### [What is needed]
Go through the data below and return each line where the string "subject" appears.

### [Task input]

//! Google OAuth 2.0 / OpenID Connect client
//!
//! Authorization code flow: consent URL, code-for-token exchange, userinfo.

use std::time::Duration;

use secrecy::{ExposeSecret, SecretString};
use serde::Deserialize;

use crate::domain::identity::{FederatedProfile, IdentityProvider};
use crate::error::{AuthError, AuthResult};

#[derive(Debug, Clone)]
pub struct GoogleOAuthConfig {
    pub client_id: String,
    pub client_secret: SecretString,
    /// Must match the callback registered with Google
    pub redirect_url: String,
    pub auth_url: String,
    pub token_url: String,
    pub userinfo_url: String,
    pub timeout: Duration,
}

impl GoogleOAuthConfig {
    pub fn new(client_id: String, client_secret: SecretString, redirect_url: String) -> Self {
        Self {
            client_id,
            client_secret,
            redirect_url,
            auth_url: "https://accounts.google.com/o/oauth2/v2/auth".to_string(),
            token_url: "https://oauth2.googleapis.com/token".to_string(),
            userinfo_url: "https://openidconnect.googleapis.com/v1/userinfo".to_string(),
            timeout: Duration::from_secs(10),
        }
    }
}

#[derive(Clone)]
pub struct GoogleIdentityProvider {
    client: reqwest::Client,
    config: GoogleOAuthConfig,
}

#[derive(Deserialize)]
struct TokenResponse {
    access_token: String,
}

#[derive(Deserialize)]
struct UserInfo {
    sub: String,
    email: Option<String>,
    name: Option<String>,
}

impl GoogleIdentityProvider {
    pub fn new(config: GoogleOAuthConfig) -> AuthResult<Self> {
        let client = reqwest::Client::builder()
            .timeout(config.timeout)
            .build()
            .map_err(|e| AuthError::Internal(format!("failed to build HTTP client: {e}")))?;

        Ok(Self { client, config })
    }
}

fn upstream(stage: &'static str) -> impl Fn(reqwest::Error) -> AuthError {
    move |e| AuthError::IdentityProvider(format!("{stage}: {e}"))
}

impl IdentityProvider for GoogleIdentityProvider {
    fn authorization_url(&self, state: &str) -> AuthResult<String> {
        let url = reqwest::Url::parse_with_params(
            &self.config.auth_url,
            &[
                ("client_id", self.config.client_id.as_str()),
                ("redirect_uri", self.config.redirect_url.as_str()),
                ("response_type", "code"),
                ("scope", "openid email profile"),
                ("state", state),
            ],
        )
        .map_err(|e| AuthError::Internal(format!("invalid Google auth URL: {e}")))?;

        Ok(url.into())
    }

    async fn exchange(&self, code: &str) -> AuthResult<FederatedProfile> {
        let token: TokenResponse = self
            .client
            .post(&self.config.token_url)
            .form(&[
                ("code", code),
                ("client_id", self.config.client_id.as_str()),
                ("client_secret", self.config.client_secret.expose_secret()),
                ("redirect_uri", self.config.redirect_url.as_str()),
                ("grant_type", "authorization_code"),
            ])
            .send()
            .await
            .and_then(reqwest::Response::error_for_status)
            .map_err(upstream("token exchange"))?
            .json()
            .await
            .map_err(upstream("token response"))?;

        let info: UserInfo = self
            .client
            .get(&self.config.userinfo_url)
            .bearer_auth(&token.access_token)
            .send()
            .await
            .and_then(reqwest::Response::error_for_status)
            .map_err(upstream("userinfo"))?
            .json()
            .await
            .map_err(upstream("userinfo response"))?;

        Ok(FederatedProfile {
            subject: info.sub,
            email: info.email,
            display_name: info.name,
        })
    }
}

#[cfg(test)]
mod tests {
    use httpmock::prelude::*;
    use serde_json::json;

    use super::*;

    fn mocked(server: &MockServer) -> GoogleIdentityProvider {
        let mut config = GoogleOAuthConfig::new(
            "client-123".to_string(),
            SecretString::from("secret".to_string()),
            "http://localhost:8000/auth/google/callback".to_string(),
        );
        config.token_url = server.url("/token");
        config.userinfo_url = server.url("/userinfo");
        GoogleIdentityProvider::new(config).unwrap()
    }

    #[test]
    fn test_authorization_url_carries_state_and_scopes() {
        let provider = GoogleIdentityProvider::new(GoogleOAuthConfig::new(
            "client-123".to_string(),
            SecretString::from("secret".to_string()),
            "http://localhost:8000/auth/google/callback".to_string(),
        ))
        .unwrap();

        let url = reqwest::Url::parse(&provider.authorization_url("xyz").unwrap()).unwrap();
        let params: std::collections::HashMap<_, _> = url.query_pairs().into_owned().collect();

        assert_eq!(url.host_str(), Some("accounts.google.com"));
        assert_eq!(params["client_id"], "client-123");
        assert_eq!(params["state"], "xyz");
        assert_eq!(params["scope"], "openid email profile");
        assert_eq!(params["response_type"], "code");
        assert_eq!(
            params["redirect_uri"],
            "http://localhost:8000/auth/google/callback"
        );
    }

    #[tokio::test]
    async fn test_exchange_trades_code_for_profile() {
        let server = MockServer::start_async().await;
        let token = server
            .mock_async(|when, then| {
                when.method(POST)
                    .path("/token")
                    .body_contains("code=auth-code")
                    .body_contains("grant_type=authorization_code")
                    .body_contains("client_id=client-123");
                then.status(200)
                    .json_body(json!({ "access_token": "at-1", "token_type": "Bearer" }));
            })
            .await;
        let userinfo = server
            .mock_async(|when, then| {
                when.method(GET)
                    .path("/userinfo")
                    .header("authorization", "Bearer at-1");
                then.status(200).json_body(json!({
                    "sub": "1098",
                    "email": "siti@example.com",
                    "name": "Siti Nurhaliza"
                }));
            })
            .await;

        let profile = mocked(&server).exchange("auth-code").await.unwrap();

        token.assert_async().await;
        userinfo.assert_async().await;
        assert_eq!(profile.subject, "1098");
        assert_eq!(profile.email.as_deref(), Some("siti@example.com"));
        assert_eq!(profile.display_name.as_deref(), Some("Siti Nurhaliza"));
    }

    #[tokio::test]
    async fn test_rejected_code_is_identity_provider_error() {
        let server = MockServer::start_async().await;
        server
            .mock_async(|when, then| {
                when.method(POST).path("/token");
                then.status(400).json_body(json!({ "error": "invalid_grant" }));
            })
            .await;
        let userinfo = server
            .mock_async(|when, then| {
                when.method(GET).path("/userinfo");
                then.status(200).json_body(json!({ "sub": "1098" }));
            })
            .await;

        let err = mocked(&server).exchange("stale").await.unwrap_err();
        assert!(matches!(&err, AuthError::IdentityProvider(msg) if msg.starts_with("token exchange")));
        assert_eq!(err.kind().status_code(), 502);
        userinfo.assert_hits_async(0).await;
    }

    #[tokio::test]
    async fn test_userinfo_failure_is_identity_provider_error() {
        let server = MockServer::start_async().await;
        server
            .mock_async(|when, then| {
                when.method(POST).path("/token");
                then.status(200).json_body(json!({ "access_token": "at-1" }));
            })
            .await;
        server
            .mock_async(|when, then| {
                when.method(GET).path("/userinfo");
                then.status(401).json_body(json!({ "error": "invalid_token" }));
            })
            .await;

        let err = mocked(&server).exchange("auth-code").await.unwrap_err();
        assert!(matches!(&err, AuthError::IdentityProvider(msg) if msg.starts_with("userinfo")));
    }
}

### [Response for this exercise]
            subject: info.sub,
        assert_eq!(profile.subject, "1098");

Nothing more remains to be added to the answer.